De la débrouille à la modernité européenne

Mais alors que la solidarité à l’échelon individuel est réelle et efficace, chacun étant prêt à venir en aide à un membre de sa famille ou de son entourage, voisin de rue ou de pallier, en revanche l’union ne fait pas forcément la force lorsqu’il est question d’améliorer les conditions de vie. Les Ukrainiens préfèrent  les relations de personne à personne (« je vais te pêcher un poisson et tu me refiles un kilo de patates ou une poignée de champignons »)   aux mouvements de force. « Les grèves pour obtenir de meilleurs conditions de travail ou des salaires plus élevés ne se produisent que rarement » constate Brumme. Les discours syndicaux n’ont pas beaucoup d’influence car la débrouille a pris le pas sur le rationnel, comme on le conçoit en occident.
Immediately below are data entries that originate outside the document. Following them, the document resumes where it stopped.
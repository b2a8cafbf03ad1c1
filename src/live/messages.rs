//! Wire types for the live session channel.
//!
//! The remote inference service speaks the bidirectional-generation WebSocket
//! protocol: a JSON `setup` frame first, then interleaved realtime audio,
//! client text turns and tool responses outbound; server content (audio
//! parts, transcription deltas, turn/interruption flags), tool calls and
//! lifecycle frames inbound. Servers deliver JSON in both Text and Binary
//! frames, so parsing is tolerant of either.

use base64::Engine;
use serde::{Deserialize, Serialize};

// ── Outbound messages ──────────────────────────────────────────────

/// First frame of a session: model, generation and transcription config,
/// system instruction and tool declarations.
#[derive(Debug, Serialize)]
pub struct SetupMessage {
    pub setup: SetupPayload,
}

#[derive(Debug, Serialize)]
pub struct SetupPayload {
    pub model: String,
    #[serde(rename = "generationConfig")]
    pub generation_config: GenerationConfig,
    #[serde(rename = "systemInstruction", skip_serializing_if = "Option::is_none")]
    pub system_instruction: Option<SystemInstruction>,
    #[serde(skip_serializing_if = "Vec::is_empty")]
    pub tools: Vec<ToolGroup>,
    #[serde(rename = "inputAudioTranscription")]
    pub input_audio_transcription: TranscriptionSetting,
    #[serde(rename = "outputAudioTranscription")]
    pub output_audio_transcription: TranscriptionSetting,
}

#[derive(Debug, Serialize)]
pub struct GenerationConfig {
    #[serde(rename = "responseModalities")]
    pub response_modalities: Vec<String>,
    #[serde(rename = "speechConfig", skip_serializing_if = "Option::is_none")]
    pub speech_config: Option<SpeechConfig>,
}

#[derive(Debug, Serialize)]
pub struct SpeechConfig {
    #[serde(rename = "voiceConfig")]
    pub voice_config: VoiceConfig,
}

#[derive(Debug, Serialize)]
pub struct VoiceConfig {
    #[serde(rename = "prebuiltVoiceConfig")]
    pub prebuilt_voice_config: PrebuiltVoiceConfig,
}

#[derive(Debug, Serialize)]
pub struct PrebuiltVoiceConfig {
    #[serde(rename = "voiceName")]
    pub voice_name: String,
}

#[derive(Debug, Serialize)]
pub struct SystemInstruction {
    pub parts: Vec<TextPart>,
}

#[derive(Debug, Serialize)]
pub struct TextPart {
    pub text: String,
}

/// Empty marker object: presence in setup enables the transcription stream.
#[derive(Debug, Default, Serialize)]
pub struct TranscriptionSetting {}

/// Wrapper the protocol expects around function declarations.
#[derive(Debug, Serialize)]
pub struct ToolGroup {
    #[serde(rename = "functionDeclarations")]
    pub function_declarations: Vec<ToolDeclaration>,
}

/// One callable tool offered to the model: name, description and a JSON
/// schema for its arguments. Opaque to the engine beyond the name.
#[derive(Debug, Clone, Serialize)]
pub struct ToolDeclaration {
    pub name: String,
    pub description: String,
    pub parameters: serde_json::Value,
}

/// Realtime audio input: one base64 PCM blob with its MIME type.
#[derive(Debug, Serialize)]
pub struct RealtimeInputMessage {
    #[serde(rename = "realtimeInput")]
    pub realtime_input: RealtimeInput,
}

#[derive(Debug, Serialize)]
pub struct RealtimeInput {
    pub audio: AudioBlob,
}

#[derive(Debug, Serialize)]
pub struct AudioBlob {
    #[serde(rename = "mimeType")]
    pub mime_type: String,
    pub data: String,
}

/// A completed user text turn.
#[derive(Debug, Serialize)]
pub struct ClientContentMessage {
    #[serde(rename = "clientContent")]
    pub client_content: ClientContent,
}

#[derive(Debug, Serialize)]
pub struct ClientContent {
    pub turns: Vec<ClientTurn>,
    #[serde(rename = "turnComplete")]
    pub turn_complete: bool,
}

#[derive(Debug, Serialize)]
pub struct ClientTurn {
    pub role: String,
    pub parts: Vec<TextPart>,
}

/// Correlated answer to a tool call; `id` echoes the server's request.
#[derive(Debug, Serialize)]
pub struct ToolResponseMessage {
    #[serde(rename = "toolResponse")]
    pub tool_response: ToolResponsePayload,
}

#[derive(Debug, Serialize)]
pub struct ToolResponsePayload {
    #[serde(rename = "functionResponses")]
    pub function_responses: Vec<FunctionResponse>,
}

#[derive(Debug, Clone, Serialize, Deserialize)]
pub struct FunctionResponse {
    pub id: String,
    pub name: String,
    pub response: serde_json::Value,
}

// ── Builders ───────────────────────────────────────────────────────

pub fn audio_mime_type(sample_rate: u32) -> String {
    format!("audio/pcm;rate={sample_rate}")
}

/// Pull the sample rate out of a `audio/pcm;rate=24000` MIME type.
pub fn rate_from_mime(mime_type: &str) -> Option<u32> {
    mime_type
        .split(';')
        .filter_map(|part| part.trim().strip_prefix("rate="))
        .find_map(|rate| rate.parse().ok())
}

/// Wrap raw PCM bytes into a realtime input message.
pub fn build_audio_message(pcm: &[u8], sample_rate: u32) -> RealtimeInputMessage {
    RealtimeInputMessage {
        realtime_input: RealtimeInput {
            audio: AudioBlob {
                mime_type: audio_mime_type(sample_rate),
                data: base64::engine::general_purpose::STANDARD.encode(pcm),
            },
        },
    }
}

/// Wrap a text message into a completed user turn.
pub fn build_text_message(text: &str) -> ClientContentMessage {
    ClientContentMessage {
        client_content: ClientContent {
            turns: vec![ClientTurn {
                role: "user".to_string(),
                parts: vec![TextPart {
                    text: text.to_string(),
                }],
            }],
            turn_complete: true,
        },
    }
}

/// Wrap one correlated function response.
pub fn build_tool_response(response: FunctionResponse) -> ToolResponseMessage {
    ToolResponseMessage {
        tool_response: ToolResponsePayload {
            function_responses: vec![response],
        },
    }
}

// ── Inbound events ─────────────────────────────────────────────────

/// A structured function-call request from the model.
#[derive(Debug, Clone)]
pub struct FunctionCall {
    pub id: String,
    pub name: String,
    pub args: serde_json::Value,
}

/// Parsed event from the remote service. One server frame can carry several.
#[derive(Debug, Clone)]
pub enum ServerEvent {
    /// Setup acknowledged; the session is ready to stream.
    SetupComplete,
    /// Synthesized audio fragment.
    Audio { data: Vec<u8>, mime_type: String },
    /// Partial transcript of the user's speech.
    InputTranscript { text: String },
    /// Partial transcript of the assistant's speech.
    OutputTranscript { text: String },
    /// The model finished its response turn.
    TurnComplete,
    /// The model was cut off by user speech.
    Interrupted,
    /// The model wants one or more tools invoked.
    ToolCall { calls: Vec<FunctionCall> },
    /// The server announced it will drop the connection soon.
    GoAway,
    /// Server-reported error.
    Error { message: String },
    /// The channel closed. Emitted by the channel itself, never parsed.
    Closed,
}

/// Parse one JSON server frame into events.
///
/// Unknown fields are ignored; malformed JSON yields a single `Error` event
/// so the session can decide whether to keep going.
pub fn parse_server_message(raw: &str) -> Vec<ServerEvent> {
    let mut events = Vec::new();

    let value: serde_json::Value = match serde_json::from_str(raw) {
        Ok(value) => value,
        Err(err) => {
            events.push(ServerEvent::Error {
                message: format!("unparseable server frame: {err}"),
            });
            return events;
        }
    };

    if value.get("setupComplete").is_some() {
        events.push(ServerEvent::SetupComplete);
    }

    if let Some(content) = value.get("serverContent") {
        if let Some(parts) = content.pointer("/modelTurn/parts").and_then(|v| v.as_array()) {
            for part in parts {
                if let Some(inline) = part.get("inlineData") {
                    let data = inline.get("data").and_then(|v| v.as_str());
                    let mime = inline.get("mimeType").and_then(|v| v.as_str());
                    if let (Some(data), Some(mime)) = (data, mime) {
                        if let Ok(bytes) = base64::engine::general_purpose::STANDARD.decode(data) {
                            events.push(ServerEvent::Audio {
                                data: bytes,
                                mime_type: mime.to_string(),
                            });
                        }
                    }
                }
            }
        }

        push_transcript(content, "inputTranscription", &mut events, true);
        push_transcript(content, "outputTranscription", &mut events, false);

        if content.get("interrupted").and_then(|v| v.as_bool()) == Some(true) {
            events.push(ServerEvent::Interrupted);
        }
        if content.get("turnComplete").and_then(|v| v.as_bool()) == Some(true) {
            events.push(ServerEvent::TurnComplete);
        }
    }

    // Some server builds put transcription deltas at the top level.
    push_transcript(&value, "inputTranscription", &mut events, true);
    push_transcript(&value, "outputTranscription", &mut events, false);

    if let Some(calls) = value.pointer("/toolCall/functionCalls").and_then(|v| v.as_array()) {
        let calls: Vec<FunctionCall> = calls
            .iter()
            .filter_map(|call| {
                let name = call.get("name").and_then(|v| v.as_str())?;
                Some(FunctionCall {
                    id: call
                        .get("id")
                        .and_then(|v| v.as_str())
                        .unwrap_or_default()
                        .to_string(),
                    name: name.to_string(),
                    args: call.get("args").cloned().unwrap_or(serde_json::json!({})),
                })
            })
            .collect();
        if !calls.is_empty() {
            events.push(ServerEvent::ToolCall { calls });
        }
    }

    if value.get("goAway").is_some() {
        events.push(ServerEvent::GoAway);
    }

    if let Some(err) = value.get("error") {
        let message = err
            .get("message")
            .and_then(|v| v.as_str())
            .unwrap_or("unknown server error");
        events.push(ServerEvent::Error {
            message: message.to_string(),
        });
    }

    events
}

fn push_transcript(
    value: &serde_json::Value,
    key: &str,
    events: &mut Vec<ServerEvent>,
    input: bool,
) {
    if let Some(text) = value
        .get(key)
        .and_then(|t| t.get("text"))
        .and_then(|v| v.as_str())
    {
        if text.is_empty() {
            return;
        }
        let text = text.to_string();
        events.push(if input {
            ServerEvent::InputTranscript { text }
        } else {
            ServerEvent::OutputTranscript { text }
        });
    }
}
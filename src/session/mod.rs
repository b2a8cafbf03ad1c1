//! Live session management
//!
//! This module provides the `VoiceSession` abstraction that manages:
//! - The session lifecycle state machine (start/stop/toggle/send-text)
//! - Demultiplexing of inbound channel messages
//! - Turn-scoped transcript assembly
//! - Observable state projections for presentation layers

mod controller;
mod transcript;

pub use controller::{SessionSnapshot, SessionStatus, VoiceSession};
pub use transcript::{Role, TranscriptEntry, TurnTranscript};
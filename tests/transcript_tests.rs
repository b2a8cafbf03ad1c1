// Unit tests for turn-scoped transcript assembly

use vocalis::session::{Role, TurnTranscript};

#[test]
fn test_interleaved_deltas_flush_deterministically() {
    let mut turn = TurnTranscript::new();
    turn.append(Role::User, "A");
    turn.append(Role::Assistant, "B");
    turn.append(Role::User, "C");

    let entries = turn.flush();
    assert_eq!(entries.len(), 2);

    // User before assistant, regardless of delta arrival order.
    assert_eq!(entries[0].role, Role::User);
    assert_eq!(entries[0].text, "AC");
    assert_eq!(entries[1].role, Role::Assistant);
    assert_eq!(entries[1].text, "B");

    assert!(turn.is_empty(), "accumulators clear after flush");
}

#[test]
fn test_silent_side_emits_nothing() {
    let mut turn = TurnTranscript::new();
    turn.append(Role::Assistant, "only the assistant spoke");

    let entries = turn.flush();
    assert_eq!(entries.len(), 1);
    assert_eq!(entries[0].role, Role::Assistant);
}

#[test]
fn test_empty_turn_flushes_to_nothing() {
    let mut turn = TurnTranscript::new();
    assert!(turn.flush().is_empty());
    assert!(turn.is_empty());
}

#[test]
fn test_whitespace_only_accumulator_is_not_an_entry() {
    let mut turn = TurnTranscript::new();
    turn.append(Role::User, "   ");
    turn.append(Role::Assistant, "\n");

    // An entry is never emitted with empty text.
    assert!(turn.flush().is_empty());
    assert!(turn.is_empty(), "cleared even when nothing was emitted");
}

#[test]
fn test_flush_trims_but_preserves_interior_whitespace() {
    let mut turn = TurnTranscript::new();
    turn.append(Role::User, " hello ");
    turn.append(Role::User, "there ");

    let entries = turn.flush();
    assert_eq!(entries[0].text, "hello there");
}

#[test]
fn test_consecutive_turns_are_independent() {
    let mut turn = TurnTranscript::new();
    turn.append(Role::User, "first");
    let first = turn.flush();

    turn.append(Role::User, "second");
    let second = turn.flush();

    assert_eq!(first[0].text, "first");
    assert_eq!(second[0].text, "second");
    assert!(second[0].timestamp >= first[0].timestamp);
}
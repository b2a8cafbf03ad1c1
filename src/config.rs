use crate::live::DEFAULT_LIVE_URL;
use crate::tools::ToolFailurePolicy;
use anyhow::Result;
use serde::Deserialize;

#[derive(Debug, Clone, Default, Deserialize)]
#[serde(default)]
pub struct Config {
    pub service: ServiceConfig,
    pub live: LiveConfig,
    pub audio: AudioSettings,
    pub tools: ToolsConfig,
}

#[derive(Debug, Clone, Deserialize)]
#[serde(default)]
pub struct ServiceConfig {
    pub name: String,
    pub http: HttpConfig,
}

impl Default for ServiceConfig {
    fn default() -> Self {
        Self {
            name: "vocalis".to_string(),
            http: HttpConfig::default(),
        }
    }
}

#[derive(Debug, Clone, Deserialize)]
#[serde(default)]
pub struct HttpConfig {
    pub bind: String,
    pub port: u16,
}

impl Default for HttpConfig {
    fn default() -> Self {
        Self {
            bind: "127.0.0.1".to_string(),
            port: 3614,
        }
    }
}

/// Remote-service connection settings. The greeting and system instruction
/// are opaque strings the engine forwards, never interprets.
#[derive(Debug, Clone, Deserialize)]
#[serde(default)]
pub struct LiveConfig {
    pub url: String,
    /// Usually supplied via environment, not the config file.
    pub api_key: String,
    pub model: String,
    pub voice: Option<String>,
    pub system_instruction: Option<String>,
    /// Opening move: sent once per successful connect.
    pub greeting: String,
}

impl Default for LiveConfig {
    fn default() -> Self {
        Self {
            url: DEFAULT_LIVE_URL.to_string(),
            api_key: String::new(),
            model: "models/gemini-2.0-flash-live-001".to_string(),
            voice: None,
            system_instruction: None,
            greeting: "Greet the caller and ask how you can help.".to_string(),
        }
    }
}

#[derive(Debug, Clone, Deserialize)]
#[serde(default)]
pub struct AudioSettings {
    /// Microphone rate in Hz.
    pub capture_sample_rate: u32,
    /// Output sink rate in Hz; matches what the remote service returns.
    pub playback_sample_rate: u32,
    /// Samples per capture block.
    pub block_size: usize,
    /// Peak amplitude above this counts as user speech.
    pub activity_threshold: f32,
}

impl Default for AudioSettings {
    fn default() -> Self {
        Self {
            capture_sample_rate: 16000,
            playback_sample_rate: 24000,
            block_size: 4096,
            activity_threshold: 0.05,
        }
    }
}

#[derive(Debug, Clone, Default, Deserialize)]
#[serde(default)]
pub struct ToolsConfig {
    pub failure_policy: ToolFailurePolicy,
}

impl Config {
    /// Load from a named config file; defaults apply for anything missing,
    /// including a missing file.
    pub fn load(path: &str) -> Result<Self> {
        let settings = config::Config::builder()
            .add_source(config::File::with_name(path).required(false))
            .build()?;

        Ok(settings.try_deserialize()?)
    }
}
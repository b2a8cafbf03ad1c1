use crate::session::VoiceSession;
use std::sync::Arc;

/// Shared application state for HTTP handlers
#[derive(Clone)]
pub struct AppState {
    /// The one voice session engine this service exposes
    pub engine: Arc<VoiceSession>,
}

impl AppState {
    pub fn new(engine: Arc<VoiceSession>) -> Self {
        Self { engine }
    }
}
//! Duplex channel to the remote streaming inference service.
//!
//! `messages` defines the wire format; `channel` owns the WebSocket and the
//! two I/O loops. The rest of the engine never touches the socket directly.

pub mod channel;
pub mod messages;

pub use channel::{ChannelConfig, LiveChannel, Outbound, DEFAULT_LIVE_URL};
pub use messages::{FunctionCall, FunctionResponse, ServerEvent, ToolDeclaration};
Et c’est ainsi que la société se scinde en deux blocs, non pas entre les riches d’un côté et les pauvres de l’autre mais entre celles et ceux qui parviennent à s’infiltrer dans des secteurs qui leur garantissent des revenus décents dont les plus cités sont les industries du gaz et du pétrole, les télécommunications et la chirurgie esthétique  et ceux et celles qui se satisfont du marché noir lorsqu’ils sont d’âge mûr ou se réfugient dans la création lorsqu’ils sont jeunes. Le lien entre ces deux mondes pourrait se tisser grâce à la réforme des collectivités territoriales qui donne davantage de moyens financiers aux pouvoirs locaux, ce qui aboutit à la création d’emplois nouveaux dans les secteurs de la culture, de l’environnement et de l’urbanisme. « Parce que les décideurs locaux ont reçu des pouvoirs accrus, beaucoup souhaitent les partager avec leurs administrés » se réjouit Christoph Brumme qui constate ce tournant dans la ville où il vit, Poltava, une cité de 200.000 habitants, proche de la frontière russe qui va bénéficier en cinq ans de 56 millions d’euros pour rénover ses bibliothèques, musées et théâtres et organiser des manifestations culturelles. Bien que son article soit globalement inquiétant et déprimant, il se conclut que une note optimiste car « la société ukrainienne rattrape peu à peu la modernité européenne ».  vjp (Nombre de mots : 1.002)

(*) Publié par la société d’édition Schwarzkopf & Schwarzkopf, nous avons consacré un article à cet ouvrage, non disponible en français, le 2 février dernier.